Versteht mich nicht falsch, ich bin dankbar dafür, in einem Land zu leben, in dem man quasi ein Geburtsrecht auf eine Hebammenbetreuung hat (bloß scheitert es an der Umsetzung, dazu in einer weiteren Kolumne bald mehr). Ich finde es großartig, dass Deutschland Kindergeld, Mutterschaftsgeld und ggf. auch Elterngeld zur finanziellen Unterstützung seiner jüngsten Bürger bereithält. Und es ist auch toll, dass wir in einem dermaßen freien Land leben, dass wir unverheiratet Kinder bekommen können, ohne dafür auf dem Scheiterhaufen zu landen.

Das Problem ist ja nicht das Angebot. Sondern die katastrophale Umsetzung desselbigen!

Der Staat legt mir Steine in den Weg. Also eher Brocken. Manchmal auch Felsen.
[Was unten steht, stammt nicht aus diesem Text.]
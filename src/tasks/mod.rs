//! Background Tasks Module
//!
//! Contains background tasks that run alongside the command loop.
//!
//! # Tasks
//! - Cache Sweep: Removes stale response-cache entries once per interval

mod sweep;

pub use sweep::{spawn_sweep_task, SweepHandle};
Als werdende Mutter habe ich das Gefühl, vom Staat Steine in den Weg gelegt zu bekommen. Oder besser gesagt: Brocken. Manchmal sogar auch Felsen. Man könnte meinen, Deutschland hasst unverheiratete Eltern.

Man fühlt sich verloren in dem irrsinnigen Labyrinth der Bürokratie. Für jeden einzelnen Antrag, den man stellen muss, ist eine andere Behörde zuständig. Und davon gibt es gerade in Deutschland sehr, sehr viele.
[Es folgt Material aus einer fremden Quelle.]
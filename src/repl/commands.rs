//! Command table and handlers.

use std::io::Write;

use tracing::info;

use crate::catch::{catch_chance, is_caught};
use crate::error::{PokedexError, Result};

use super::render;
use super::{Flow, Repl};

// == Command Table ==
/// Every command the loop understands.
#[derive(Debug, Clone, Copy, PartialEq, Eq)]
pub enum Command {
    Help,
    Exit,
    Map,
    MapBack,
    Explore,
    Catch,
    Inspect,
    Pokedex,
    Cache,
}

impl Command {
    /// Table order, as shown by `help`.
    pub const ALL: [Command; 9] = [
        Command::Help,
        Command::Exit,
        Command::Map,
        Command::MapBack,
        Command::Explore,
        Command::Catch,
        Command::Inspect,
        Command::Pokedex,
        Command::Cache,
    ];

    /// The word typed to invoke the command.
    pub fn name(self) -> &'static str {
        match self {
            Command::Help => "help",
            Command::Exit => "exit",
            Command::Map => "map",
            Command::MapBack => "mapb",
            Command::Explore => "explore",
            Command::Catch => "catch",
            Command::Inspect => "inspect",
            Command::Pokedex => "pokedex",
            Command::Cache => "cache",
        }
    }

    /// One-line summary shown by `help`.
    pub fn description(self) -> &'static str {
        match self {
            Command::Help => "Displays a help message",
            Command::Exit => "Exit the Pokedex",
            Command::Map => "Lists the next 20 location areas",
            Command::MapBack => "Lists the previous 20 location areas",
            Command::Explore => "Lists pokemon in the given location area",
            Command::Catch => "Attempts to catch a pokemon based on its base experience",
            Command::Inspect => "Inspects the data for a pokemon in your Pokedex",
            Command::Pokedex => "Lists names of all caught pokemon",
            Command::Cache => "Shows response cache statistics",
        }
    }

    /// Looks up a command by its typed name.
    pub fn parse(name: &str) -> Option<Command> {
        Command::ALL.into_iter().find(|command| command.name() == name)
    }
}

// == Handlers ==
impl Repl {
    /// Runs `command` with `args`, writing its output to `out`.
    pub(super) async fn dispatch<W: Write>(
        &mut self,
        command: Command,
        args: &[String],
        out: &mut W,
    ) -> Result<Flow> {
        match command {
            Command::Help => render::write_help(out)?,
            Command::Exit => {
                writeln!(out, "Closing the Pokedex... Goodbye!")?;
                return Ok(Flow::Exit);
            }
            Command::Map => {
                let page = self.client.list_forward().await?;
                render::write_area_page(out, &page, true)?;
            }
            Command::MapBack => {
                let page = self.client.list_backward().await?;
                render::write_area_page(out, &page, false)?;
            }
            Command::Explore => self.explore(args, out).await?,
            Command::Catch => self.catch(args, out).await?,
            Command::Inspect => {
                let name = first_arg(args, "pokemon name")?;
                let caught = self
                    .pokedex
                    .get(name)
                    .ok_or_else(|| PokedexError::NotCaught(name.to_string()))?;
                render::write_inspect(out, caught)?;
            }
            Command::Pokedex => render::write_pokedex(out, &self.pokedex.all())?,
            Command::Cache => {
                let stats = self.client.cache_stats().await;
                let interval = self.client.cache().interval().as_secs();
                render::write_cache_stats(out, &stats, interval)?;
            }
        }
        Ok(Flow::Continue)
    }

    async fn explore<W: Write>(&mut self, args: &[String], out: &mut W) -> Result<()> {
        let area = first_arg(args, "location area name")?;
        writeln!(out, "Exploring {area}...")?;

        let names = self.client.explore(area).await?;
        render::write_encounters(out, &names)?;
        Ok(())
    }

    async fn catch<W: Write>(&mut self, args: &[String], out: &mut W) -> Result<()> {
        let name = first_arg(args, "pokemon name")?;
        if self.pokedex.has(name) {
            writeln!(out, "You already caught {name}!")?;
            return Ok(());
        }

        writeln!(out, "Throwing a Pokeball at {name}...")?;
        let details = self.client.get_detail(name).await?;

        let chance = catch_chance(details.base_experience);
        let roll = (self.roll)();
        if is_caught(chance, roll) {
            info!(pokemon = name, chance, roll, "Caught");
            self.pokedex.add(details);
            writeln!(out, "{name} was caught!")?;
            writeln!(out, "You may now inspect it with the inspect command.")?;
        } else {
            info!(pokemon = name, chance, roll, "Escaped");
            writeln!(out, "{name} escaped!")?;
        }
        Ok(())
    }
}

fn first_arg<'a>(args: &'a [String], what: &'static str) -> Result<&'a str> {
    args.first()
        .map(String::as_str)
        .ok_or(PokedexError::MissingArgument(what))
}
//! In-process PokeAPI stand-in for integration tests.
//!
//! Serves a six-area listing in pages of two, a few area bodies and a few
//! pokemon, and counts every request it answers.

#![allow(dead_code)]

use std::collections::HashMap;
use std::sync::atomic::{AtomicUsize, Ordering};
use std::sync::Arc;

use axum::{
    extract::{Path, Query, State},
    http::StatusCode,
    response::{IntoResponse, Response},
    routing::get,
    Json, Router,
};
use pokedex::Config;
use serde_json::json;
use tokio::net::TcpListener;

pub const AREAS: [&str; 6] = [
    "canalave-city-area",
    "eterna-city-area",
    "pastoria-city-area",
    "sunyshore-city-area",
    "sinnoh-pokemon-league-area",
    "oreburgh-mine-1f",
];

pub const PAGE_SIZE: usize = 2;

#[derive(Clone)]
struct UpstreamState {
    base: String,
    requests: Arc<AtomicUsize>,
}

pub struct MockUpstream {
    base: String,
    requests: Arc<AtomicUsize>,
}

impl MockUpstream {
    pub async fn start() -> Self {
        let listener = TcpListener::bind("127.0.0.1:0").await.unwrap();
        let base = format!("http://{}", listener.local_addr().unwrap());
        let requests = Arc::new(AtomicUsize::new(0));

        let state = UpstreamState {
            base: base.clone(),
            requests: requests.clone(),
        };
        let app = Router::new()
            .route("/api/v2/location-area/", get(list_areas))
            .route("/api/v2/location-area/:name", get(area_detail))
            .route("/api/v2/pokemon/:name", get(pokemon_detail))
            .with_state(state);

        tokio::spawn(async move {
            axum::serve(listener, app).await.unwrap();
        });

        Self { base, requests }
    }

    pub fn api_url(&self) -> String {
        format!("{}/api/v2/", self.base)
    }

    pub fn config(&self) -> Config {
        Config::with_api_url(self.api_url())
    }

    /// Listing URL for the page starting at `offset`, as the server emits it.
    pub fn page_url(&self, offset: usize) -> String {
        page_url(&self.base, offset)
    }

    pub fn requests(&self) -> usize {
        self.requests.load(Ordering::SeqCst)
    }
}

fn page_url(base: &str, offset: usize) -> String {
    format!("{base}/api/v2/location-area/?offset={offset}&limit={PAGE_SIZE}")
}

async fn list_areas(
    State(state): State<UpstreamState>,
    Query(params): Query<HashMap<String, String>>,
) -> Json<serde_json::Value> {
    state.requests.fetch_add(1, Ordering::SeqCst);

    let offset: usize = params
        .get("offset")
        .and_then(|v| v.parse().ok())
        .unwrap_or(0);
    let results: Vec<_> = AREAS
        .iter()
        .enumerate()
        .skip(offset)
        .take(PAGE_SIZE)
        .map(|(i, name)| {
            json!({
                "name": name,
                "url": format!("{}/api/v2/location-area/{}/", state.base, i + 1),
            })
        })
        .collect();

    let next = (offset + PAGE_SIZE < AREAS.len()).then(|| page_url(&state.base, offset + PAGE_SIZE));
    let previous = (offset > 0).then(|| page_url(&state.base, offset.saturating_sub(PAGE_SIZE)));

    Json(json!({
        "count": AREAS.len(),
        "next": next,
        "previous": previous,
        "results": results,
    }))
}

async fn area_detail(State(state): State<UpstreamState>, Path(name): Path<String>) -> Response {
    state.requests.fetch_add(1, Ordering::SeqCst);

    let encounters: &[&str] = match name.as_str() {
        "pastoria-city-area" => &["tentacool", "tentacruel", "magikarp"],
        "empty-area" => &[],
        "broken-area" => return (StatusCode::OK, "invalid json").into_response(),
        _ => return StatusCode::NOT_FOUND.into_response(),
    };

    let body: Vec<_> = encounters
        .iter()
        .map(|pokemon| {
            json!({
                "pokemon": {"name": pokemon, "url": format!("{}/api/v2/pokemon/{}/", state.base, pokemon)},
                "version_details": [],
            })
        })
        .collect();
    Json(json!({ "pokemon_encounters": body })).into_response()
}

async fn pokemon_detail(State(state): State<UpstreamState>, Path(name): Path<String>) -> Response {
    state.requests.fetch_add(1, Ordering::SeqCst);

    match name.as_str() {
        "pikachu" => Json(pokemon_body("pikachu", 112, 4, 60, &["electric"])).into_response(),
        "blissey" => Json(pokemon_body("blissey", 608, 15, 468, &["normal"])).into_response(),
        "teapot" => StatusCode::INTERNAL_SERVER_ERROR.into_response(),
        _ => StatusCode::NOT_FOUND.into_response(),
    }
}

pub fn pokemon_body(
    name: &str,
    base_experience: u32,
    height: u32,
    weight: u32,
    types: &[&str],
) -> serde_json::Value {
    let stats = [
        ("hp", 35),
        ("attack", 55),
        ("defense", 40),
        ("special-attack", 50),
        ("special-defense", 50),
        ("speed", 90),
    ];
    json!({
        "id": 25,
        "name": name,
        "base_experience": base_experience,
        "height": height,
        "weight": weight,
        "stats": stats
            .iter()
            .map(|(stat, value)| json!({"base_stat": value, "effort": 0, "stat": {"name": stat, "url": ""}}))
            .collect::<Vec<_>>(),
        "types": types
            .iter()
            .enumerate()
            .map(|(slot, kind)| json!({"slot": slot + 1, "type": {"name": kind, "url": ""}}))
            .collect::<Vec<_>>(),
    })
}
Ich möchte den Aufwand gerne an meinem persönlichen Beispiel demonstrieren, bzw. zunächst einmal nur an zwei Punkten, um den Irrsinn zu veranschaulichen:

  1. Drama für deutsche Behörden: Mein Partner und ich sind nicht verheiratet.
  2. Drama für deutsche Behörden: Ich bin gebürtige Deutsche, mein Partner gebürtiger Däne.

Auf den ersten Blick könnte man meinen, dass beide Punkte keine Sonderfälle mehr darstellen im Zeitalter der Globalisierung, der Europäischen Union und steigender Zahlen unverheirateter Eltern.
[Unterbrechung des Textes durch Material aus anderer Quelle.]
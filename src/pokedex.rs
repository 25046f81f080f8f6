//! Caught-pokemon registry
//!
//! In-memory record of every pokemon the user has caught. Unlike the
//! response cache nothing here ever expires.

use std::collections::HashMap;

use chrono::{DateTime, Utc};

use crate::models::PokemonDetails;

// == Caught Record ==
/// A pokemon in the registry along with when it was caught.
#[derive(Debug, Clone, PartialEq)]
pub struct CaughtPokemon {
    pub details: PokemonDetails,
    pub caught_at: DateTime<Utc>,
}

// == Pokedex ==
/// Registry of caught pokemon keyed by name.
#[derive(Debug, Default)]
pub struct Pokedex {
    pokemon: HashMap<String, CaughtPokemon>,
}

impl Pokedex {
    /// Creates an empty registry.
    pub fn new() -> Self {
        Self::default()
    }

    // == Add ==
    /// Records `details` as caught now, replacing any earlier record.
    pub fn add(&mut self, details: PokemonDetails) -> &CaughtPokemon {
        let name = details.name.clone();
        let caught = CaughtPokemon {
            details,
            caught_at: Utc::now(),
        };
        self.pokemon.insert(name.clone(), caught);
        &self.pokemon[&name]
    }

    // == Lookup ==
    /// The record for `name`, if caught.
    pub fn get(&self, name: &str) -> Option<&CaughtPokemon> {
        self.pokemon.get(name)
    }

    /// Returns true if `name` has been caught.
    pub fn has(&self, name: &str) -> bool {
        self.pokemon.contains_key(name)
    }

    /// Every caught pokemon, sorted by name.
    pub fn all(&self) -> Vec<&CaughtPokemon> {
        let mut all: Vec<_> = self.pokemon.values().collect();
        all.sort_by(|a, b| a.details.name.cmp(&b.details.name));
        all
    }

    /// Number of distinct pokemon caught.
    pub fn len(&self) -> usize {
        self.pokemon.len()
    }

    /// Returns true if nothing has been caught yet.
    pub fn is_empty(&self) -> bool {
        self.pokemon.is_empty()
    }
}
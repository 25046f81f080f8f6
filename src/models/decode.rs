//! Resource decoders
//!
//! Pure functions turning a raw payload into the shape a caller needs.
//! They never touch the cache or the network.

use crate::error::Result;

use super::pokemon::PokemonDetails;
use super::responses::{LocationAreaDetail, LocationAreaList, PokemonResponse};

/// Decodes a listing page, cursors included.
pub fn decode_area_page(payload: &[u8]) -> Result<LocationAreaList> {
    Ok(serde_json::from_slice(payload)?)
}

/// Decodes an area body into the names of pokemon encountered there.
pub fn decode_encounters(payload: &[u8]) -> Result<Vec<String>> {
    let detail: LocationAreaDetail = serde_json::from_slice(payload)?;
    Ok(detail
        .pokemon_encounters
        .into_iter()
        .map(|encounter| encounter.pokemon.name)
        .collect())
}

/// Decodes a pokemon body into a flattened detail record.
pub fn decode_pokemon(payload: &[u8]) -> Result<PokemonDetails> {
    let response: PokemonResponse = serde_json::from_slice(payload)?;
    Ok(response.into())
}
Auf den zweiten Blick erkennt man jedoch, dass Deutschland von dieser Konstellation in etwa so überrascht ist, wie die Deutsche Bahn von dem alljährlich wiederkehrenden Winter. Schauen wir uns das mal genauer an:

1. Drama: Mein Partner und ich sind nicht verheiratet!

Unverheiratete Eltern in spe stellen für deutsche Behörden anscheinend immer noch eine unfassbare Herausforderung dar, und das, obwohl in den letzten Jahrzehnten immer mehr Paare auf den Trauschein verzichteten.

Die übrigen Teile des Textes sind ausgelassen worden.